(Provided records Opens)

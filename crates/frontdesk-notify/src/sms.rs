//! Exotel SMS delivery.
//!
//! Sends messages through the Exotel REST API: an HTTP basic-auth POST of
//! form fields `{From, To, Body}` to the account's `Sms/send.json`
//! endpoint. Anything other than a 200 response counts as a failed
//! delivery and is logged, never propagated.

use std::fmt;
use std::time::Duration;

use async_trait::async_trait;
use serde::Deserialize;

use crate::sink::NotificationSink;

/// Timeout for a single SMS API request.
const SMS_REQUEST_TIMEOUT: Duration = Duration::from_secs(10);

fn default_base_url() -> String {
    "https://api.exotel.com".to_string()
}

/// Credentials and endpoint settings for the Exotel SMS API.
#[derive(Clone, Deserialize)]
pub struct SmsConfig {
    /// Exotel account SID (part of the endpoint path).
    pub account_sid: String,
    /// API key, used as the basic-auth username.
    pub api_key: String,
    /// API token, used as the basic-auth password.
    #[serde(alias = "token")]
    pub api_token: String,
    /// Registered sender ID placed in the `From` field.
    pub sender_id: String,
    /// API base URL; overridable for regional endpoints and tests.
    #[serde(default = "default_base_url")]
    pub base_url: String,
}

impl fmt::Debug for SmsConfig {
    fn fmt(&self, f: &mut fmt::Formatter<'_>) -> fmt::Result {
        f.debug_struct("SmsConfig")
            .field("account_sid", &self.account_sid)
            .field("api_key", &self.api_key)
            .field("api_token", &"[REDACTED]")
            .field("sender_id", &self.sender_id)
            .field("base_url", &self.base_url)
            .finish()
    }
}

/// Errors that can occur while constructing the SMS client.
#[derive(Debug, thiserror::Error)]
pub enum SmsInitError {
    /// The underlying HTTP client could not be built.
    #[error("failed to build SMS HTTP client: {0}")]
    Http(#[from] reqwest::Error),
}

/// SMS notification sink backed by the Exotel API.
#[derive(Debug, Clone)]
pub struct SmsClient {
    http: reqwest::Client,
    config: SmsConfig,
}

impl SmsClient {
    /// Creates an SMS client with a bounded request timeout.
    pub fn new(config: SmsConfig) -> Result<Self, SmsInitError> {
        let http = reqwest::Client::builder()
            .timeout(SMS_REQUEST_TIMEOUT)
            .build()?;
        Ok(Self { http, config })
    }

    fn endpoint(&self) -> String {
        format!(
            "{}/v1/Accounts/{}/Sms/send.json",
            self.config.base_url.trim_end_matches('/'),
            self.config.account_sid
        )
    }
}

#[async_trait]
impl NotificationSink for SmsClient {
    async fn send(&self, phone: &str, message: &str) -> bool {
        let response = self
            .http
            .post(self.endpoint())
            .basic_auth(&self.config.api_key, Some(&self.config.api_token))
            .form(&[
                ("From", self.config.sender_id.as_str()),
                ("To", phone),
                ("Body", message),
            ])
            .send()
            .await;

        match response {
            Ok(resp) if resp.status().is_success() => {
                tracing::info!(%phone, "SMS sent");
                true
            }
            Ok(resp) => {
                let status = resp.status();
                let body = resp.text().await.unwrap_or_default();
                tracing::warn!(%phone, %status, body, "SMS delivery failed");
                false
            }
            Err(e) => {
                tracing::warn!(%phone, error = %e, "SMS request failed");
                false
            }
        }
    }
}
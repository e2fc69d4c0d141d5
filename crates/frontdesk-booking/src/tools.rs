//! Tool-call boundary.
//!
//! The external dialog orchestrator drives the booking core through these
//! functions: string-typed arguments in, one short phrase out. The phrases
//! are fixed wire format — downstream voice prompts and regression suites
//! match them verbatim, so they must not be reworded.

use crate::error::BookingError;
use crate::model::Urgency;
use crate::service::{BookingRequest, BookingService};

/// Checks whether a slot is free.
pub async fn check_availability(service: &BookingService, date: &str, time: &str) -> String {
    match service.check_availability(date, time).await {
        Ok(true) => format!("Yes, {date} at {time} is available."),
        Ok(false) => format!("Sorry, {time} on {date} is already booked."),
        Err(BookingError::Validation(msg)) => format!("Error: {msg}"),
        Err(e) => {
            tracing::error!(error = %e, "availability check failed");
            "Sorry, I couldn't check that slot right now.".to_string()
        }
    }
}

/// Books an appointment and reports the outcome.
///
/// Any store-level failure reads as the slot having been taken — the
/// orchestrator re-offers alternatives either way, and the distinction is
/// preserved in the logs.
pub async fn book_appointment(
    service: &BookingService,
    name: &str,
    phone: &str,
    date: &str,
    time: &str,
    reason: &str,
    urgency: &str,
) -> String {
    let request = BookingRequest {
        patient_name: name.to_string(),
        phone: phone.to_string(),
        date: date.to_string(),
        time: time.to_string(),
        reason: reason.to_string(),
        urgency: Urgency::parse_lenient(urgency),
    };

    match service.book(request).await {
        Ok(_) => {
            format!("Confirmed! Booked {name} for {reason} on {date} at {time}. SMS sent.")
        }
        Err(BookingError::Validation(msg)) => format!("Error: {msg}"),
        Err(e) => {
            if e.is_store_error() {
                tracing::error!(error = %e, "booking failed at the store");
            }
            "Error: Slot just became unavailable.".to_string()
        }
    }
}

/// Cancels an appointment located by `(name, phone, date)`.
pub async fn cancel_appointment(
    service: &BookingService,
    name: &str,
    phone: &str,
    date: &str,
    reason: &str,
) -> String {
    match service.cancel(name, phone, date, reason).await {
        Ok(()) => format!(
            "Confirmed. Your appointment on {date} has been cancelled. Reason noted: {reason}."
        ),
        Err(e) => {
            if e.is_store_error() {
                tracing::error!(error = %e, "cancellation failed at the store");
            }
            "I couldn't find an appointment matching those details to cancel.".to_string()
        }
    }
}

/// Moves an appointment located by `(name, phone, old_date)` to a new slot.
pub async fn reschedule_appointment(
    service: &BookingService,
    name: &str,
    phone: &str,
    old_date: &str,
    new_date: &str,
    new_time: &str,
) -> String {
    match service
        .reschedule(name, phone, old_date, new_date, new_time)
        .await
    {
        Ok(_) => format!(
            "Success! The appointment for {name} has been moved to {new_date} at {new_time}."
        ),
        Err(BookingError::NotFound) => {
            format!("I couldn't find an appointment for {name} on {old_date}.")
        }
        Err(BookingError::SlotConflict) => {
            format!("I'm sorry, {new_time} on {new_date} is already taken.")
        }
        Err(BookingError::Validation(msg)) => format!("Error: {msg}"),
        Err(e) => format!("Database error: {e}"),
    }
}

/// Records a non-urgent message for the clinical team.
///
/// The message lands in the structured log stream the clinic reviews;
/// nothing is persisted in the appointment book.
pub fn log_doctor_message(patient_name: &str, message: &str) -> String {
    tracing::info!(
        patient = %patient_name,
        %message,
        "message for the clinical team"
    );
    "I have logged that message for the doctor. They will review it and we will get back to you if needed."
        .to_string()
}
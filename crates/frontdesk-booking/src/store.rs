//! Persistence operations for the appointment book.
//!
//! All writes are individually atomic. Slot exclusivity is never enforced
//! by a check followed by an unguarded write: the insert relies on the
//! partial unique index over active slots, and the reschedule runs its
//! locate / occupancy-check / update sequence inside a savepoint so it is
//! observed as indivisible with respect to concurrent writers.

use rusqlite::{params, Connection, OptionalExtension, Row};

use crate::error::BookingError;
use crate::model::{Appointment, AppointmentStatus, NewAppointment, Urgency};

/// True when a SQLite error is the slot index rejecting a duplicate
/// active slot.
fn is_slot_conflict(err: &rusqlite::Error) -> bool {
    matches!(
        err,
        rusqlite::Error::SqliteFailure(e, _)
            if e.extended_code == rusqlite::ffi::SQLITE_CONSTRAINT_UNIQUE
    )
}

fn map_row_to_appointment(row: &Row<'_>) -> rusqlite::Result<Appointment> {
    let status_str: String = row.get(7)?;
    let status: AppointmentStatus = status_str.parse().map_err(|e| {
        rusqlite::Error::FromSqlConversionFailure(
            7, // index of status
            rusqlite::types::Type::Text,
            Box::new(e),
        )
    })?;

    let urgency_str: String = row.get(6)?;

    Ok(Appointment {
        id: row.get(0)?,
        patient_name: row.get(1)?,
        phone: row.get(2)?,
        date: row.get(3)?,
        time: row.get(4)?,
        reason: row.get(5)?,
        urgency: Urgency::parse_lenient(&urgency_str),
        status,
        reminder_sent: row.get(8)?,
        cancel_reason: row.get(9)?,
        created_at: row.get(10)?,
    })
}

const APPOINTMENT_COLUMNS: &str = "id, patient_name, phone, date, time, reason, urgency, \
     status, reminder_sent, cancel_reason, created_at";

/// Inserts a new confirmed appointment, claiming its slot.
///
/// The occupancy check and the write are one atomic unit: the INSERT
/// itself fails on the slot index if an active appointment already holds
/// `(date, time)`, which is surfaced as [`BookingError::SlotConflict`].
pub fn insert_appointment(
    conn: &Connection,
    new: &NewAppointment,
) -> Result<Appointment, BookingError> {
    let result = conn.query_row(
        "INSERT INTO appointments (patient_name, phone, date, time, reason, urgency)
         VALUES (?1, ?2, ?3, ?4, ?5, ?6)
         RETURNING id, created_at",
        params![
            new.patient_name,
            new.phone,
            new.date,
            new.time,
            new.reason,
            new.urgency.as_str(),
        ],
        |row| Ok((row.get::<_, i64>(0)?, row.get::<_, String>(1)?)),
    );

    match result {
        Ok((id, created_at)) => Ok(Appointment {
            id,
            patient_name: new.patient_name.clone(),
            phone: new.phone.clone(),
            date: new.date.clone(),
            time: new.time.clone(),
            reason: new.reason.clone(),
            urgency: new.urgency,
            status: AppointmentStatus::Confirmed,
            reminder_sent: false,
            cancel_reason: None,
            created_at,
        }),
        Err(e) if is_slot_conflict(&e) => Err(BookingError::SlotConflict),
        Err(e) => Err(e.into()),
    }
}

/// Looks up the confirmed appointment matching `(patient_name, phone, date)`.
///
/// This is the identity match used by cancel and reschedule when no durable
/// appointment handle exists at the dialog boundary.
pub fn find_by_identity(
    conn: &Connection,
    patient_name: &str,
    phone: &str,
    date: &str,
) -> Result<Appointment, BookingError> {
    conn.query_row(
        &format!(
            "SELECT {APPOINTMENT_COLUMNS} FROM appointments
             WHERE patient_name = ?1 AND phone = ?2 AND date = ?3
               AND status = 'confirmed'"
        ),
        params![patient_name, phone, date],
        map_row_to_appointment,
    )
    .optional()?
    .ok_or(BookingError::NotFound)
}

/// Returns the active appointment occupying a slot, if any.
///
/// `exclude_id` lets a reschedule ignore the appointment being moved when
/// probing its own target slot.
pub fn find_by_slot(
    conn: &Connection,
    date: &str,
    time: &str,
    exclude_id: Option<i64>,
) -> Result<Option<Appointment>, BookingError> {
    let found = conn
        .query_row(
            &format!(
                "SELECT {APPOINTMENT_COLUMNS} FROM appointments
                 WHERE date = ?1 AND time = ?2
                   AND status IN ('confirmed', 'rescheduled')
                   AND (?3 IS NULL OR id != ?3)"
            ),
            params![date, time, exclude_id],
            map_row_to_appointment,
        )
        .optional()?;
    Ok(found)
}

/// True iff no active appointment occupies `(date, time)`.
///
/// Advisory only: a `true` result is not a reservation. The booking insert
/// re-validates atomically against the slot index.
pub fn is_slot_available(conn: &Connection, date: &str, time: &str) -> Result<bool, BookingError> {
    Ok(find_by_slot(conn, date, time, None)?.is_none())
}

/// Cancels the confirmed appointment matching the identity tuple.
///
/// Soft delete: the row is retained with `status = 'cancelled'` and the
/// caller-stated reason stored for audit. The slot index no longer counts
/// the row, so the slot is released in the same atomic statement.
pub fn cancel_appointment(
    conn: &Connection,
    patient_name: &str,
    phone: &str,
    date: &str,
    reason: &str,
) -> Result<(), BookingError> {
    let changed = conn.execute(
        "UPDATE appointments
         SET status = 'cancelled', cancel_reason = ?4
         WHERE patient_name = ?1 AND phone = ?2 AND date = ?3
           AND status = 'confirmed'",
        params![patient_name, phone, date, reason],
    )?;

    if changed == 0 {
        return Err(BookingError::NotFound);
    }
    Ok(())
}

/// Moves the confirmed appointment matching `(patient_name, phone,
/// old_date)` to a new slot.
///
/// Locate, occupancy check, and update run inside one savepoint. A
/// concurrent booking that claims the target slot between the check and
/// the update is still caught: the UPDATE itself trips the slot index,
/// which rolls the savepoint back and surfaces as
/// [`BookingError::SlotConflict`].
pub fn reschedule_appointment(
    conn: &mut Connection,
    patient_name: &str,
    phone: &str,
    old_date: &str,
    new_date: &str,
    new_time: &str,
) -> Result<Appointment, BookingError> {
    let sp = conn.savepoint()?;

    let mut appointment = find_by_identity(&sp, patient_name, phone, old_date)?;

    if find_by_slot(&sp, new_date, new_time, Some(appointment.id))?.is_some() {
        // Savepoint drop rolls back; nothing has been written yet.
        return Err(BookingError::SlotConflict);
    }

    let update = sp.execute(
        "UPDATE appointments
         SET date = ?1, time = ?2, status = 'rescheduled'
         WHERE id = ?3",
        params![new_date, new_time, appointment.id],
    );

    match update {
        Ok(_) => {}
        Err(e) if is_slot_conflict(&e) => return Err(BookingError::SlotConflict),
        Err(e) => return Err(e.into()),
    }

    sp.commit()?;

    appointment.date = new_date.to_string();
    appointment.time = new_time.to_string();
    appointment.status = AppointmentStatus::Rescheduled;
    Ok(appointment)
}

/// Returns confirmed, not-yet-reminded appointments whose slot falls in
/// `(window_start, window_end]`, ascending by slot time.
///
/// Window bounds are `YYYY-MM-DD HH:MM` strings; the stored date/time
/// strings compare correctly under lexicographic order in that layout.
pub fn query_due_reminders(
    conn: &Connection,
    window_start: &str,
    window_end: &str,
) -> Result<Vec<Appointment>, BookingError> {
    let mut stmt = conn.prepare(&format!(
        "SELECT {APPOINTMENT_COLUMNS} FROM appointments
         WHERE status = 'confirmed'
           AND reminder_sent = 0
           AND (date || ' ' || time) > ?1
           AND (date || ' ' || time) <= ?2
         ORDER BY date ASC, time ASC"
    ))?;

    let rows = stmt.query_map(params![window_start, window_end], map_row_to_appointment)?;
    let mut due = Vec::new();
    for row in rows {
        due.push(row?);
    }
    Ok(due)
}

/// Marks an appointment's reminder as sent.
///
/// Returns `true` if this call performed the false→true transition, and
/// `false` if the reminder was already marked (the flag is monotonic and
/// never reset, so a second marker is a no-op rather than an error).
pub fn mark_reminder_sent(conn: &Connection, id: i64) -> Result<bool, BookingError> {
    let changed = conn.execute(
        "UPDATE appointments SET reminder_sent = 1 WHERE id = ?1 AND reminder_sent = 0",
        [id],
    )?;
    Ok(changed == 1)
}
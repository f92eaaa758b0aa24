use clap::Subcommand;
use serde::Serialize;
use smartstudy_core::timeline::total_span;
use smartstudy_core::{Config, Database, PlanStore, TimelineBlock};

use super::{load_plan, print_event, print_json, CmdResult};

#[derive(Subcommand)]
pub enum TimelineAction {
    /// Show today's timeline blocks
    Show,
    /// Move a task in front of another one
    Move {
        /// Task to move
        dragged: String,
        /// Task it should land in front of
        target: String,
    },
}

#[derive(Serialize)]
#[serde(rename_all = "camelCase")]
struct TimelineView<'a> {
    blocks: Vec<TimelineBlock<'a>>,
    total_minutes: u32,
}

pub fn run(action: TimelineAction) -> CmdResult {
    match action {
        TimelineAction::Show => {
            let config = Config::load_or_default();
            let plan = load_plan()?;
            let blocks = plan.today_blocks(config.scheduler());
            let view = TimelineView {
                total_minutes: total_span(&blocks),
                blocks,
            };
            print_json(&view)
        }
        TimelineAction::Move { dragged, target } => {
            let db = Database::open()?;
            let store = PlanStore::new(&db);
            let mut plan = store.load_plan();
            match plan.reorder(&dragged, &target) {
                Some(event) => {
                    store.save_plan(&plan)?;
                    print_event(&event)
                }
                None => {
                    eprintln!("timeline unchanged");
                    print_json(&plan.timeline_order)
                }
            }
        }
    }
}
use chrono::{DateTime, Utc};
use clap::{Parser, Subcommand};
use tracing_subscriber::{layer::SubscriberExt, util::SubscriberInitExt, EnvFilter};

mod commands;

#[derive(Parser)]
#[command(name = "smartstudy", version, about = "Study planner CLI")]
struct Cli {
    /// Evaluate priorities and countdowns at this RFC 3339 time instead of now
    #[arg(long, global = true)]
    now: Option<DateTime<Utc>>,

    #[command(subcommand)]
    command: Commands,
}

#[derive(Subcommand)]
enum Commands {
    /// Task management
    Task {
        #[command(subcommand)]
        action: commands::task::TaskAction,
    },
    /// Subject management
    Subject {
        #[command(subcommand)]
        action: commands::subject::SubjectAction,
    },
    /// Ranked task priorities
    Priority {
        /// How many tasks to show (defaults to priority.top_n)
        #[arg(long)]
        top: Option<usize>,
        /// Show every task
        #[arg(long, conflicts_with = "top")]
        all: bool,
    },
    /// Today's timeline
    Timeline {
        #[command(subcommand)]
        action: commands::timeline::TimelineAction,
    },
    /// Exam dates and countdowns
    Exam {
        #[command(subcommand)]
        action: commands::exam::ExamAction,
    },
    /// Tasks grouped by status
    Board,
    /// Planned hours per day
    Week {
        /// Number of days to show (defaults to ui.week_days)
        #[arg(long)]
        days: Option<u32>,
    },
    /// Focus timer control
    Focus {
        #[command(subcommand)]
        action: commands::focus::FocusAction,
    },
    /// Configuration management
    Config {
        #[command(subcommand)]
        action: commands::config::ConfigAction,
    },
}

fn init_tracing() {
    tracing_subscriber::registry()
        .with(EnvFilter::try_from_default_env().unwrap_or_else(|_| EnvFilter::new("warn")))
        .with(tracing_subscriber::fmt::layer().with_writer(std::io::stderr))
        .init();
}

fn main() {
    init_tracing();

    let cli = Cli::parse();
    let now = cli.now.unwrap_or_else(Utc::now);
    let result = match cli.command {
        Commands::Task { action } => commands::task::run(action),
        Commands::Subject { action } => commands::subject::run(action, now),
        Commands::Priority { top, all } => commands::overview::priority(top, all, now),
        Commands::Timeline { action } => commands::timeline::run(action),
        Commands::Exam { action } => commands::exam::run(action, now),
        Commands::Board => commands::overview::board(),
        Commands::Week { days } => commands::overview::week(days),
        Commands::Focus { action } => commands::focus::run(action),
        Commands::Config { action } => commands::config::run(action),
    };

    if let Err(e) = result {
        tracing::debug!(error = %e, "command failed");
        eprintln!("error: {e}");
        std::process::exit(1);
    }
}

(Provided records Closes)

◆ Directions for this task ◆
Read through the lines above and collect those that contain the string "logged".

◆ Solution to this problem ◆
//! delivery and is logged, never propagated.
    "I have logged that message for the doctor. They will review it and we will get back to you if needed."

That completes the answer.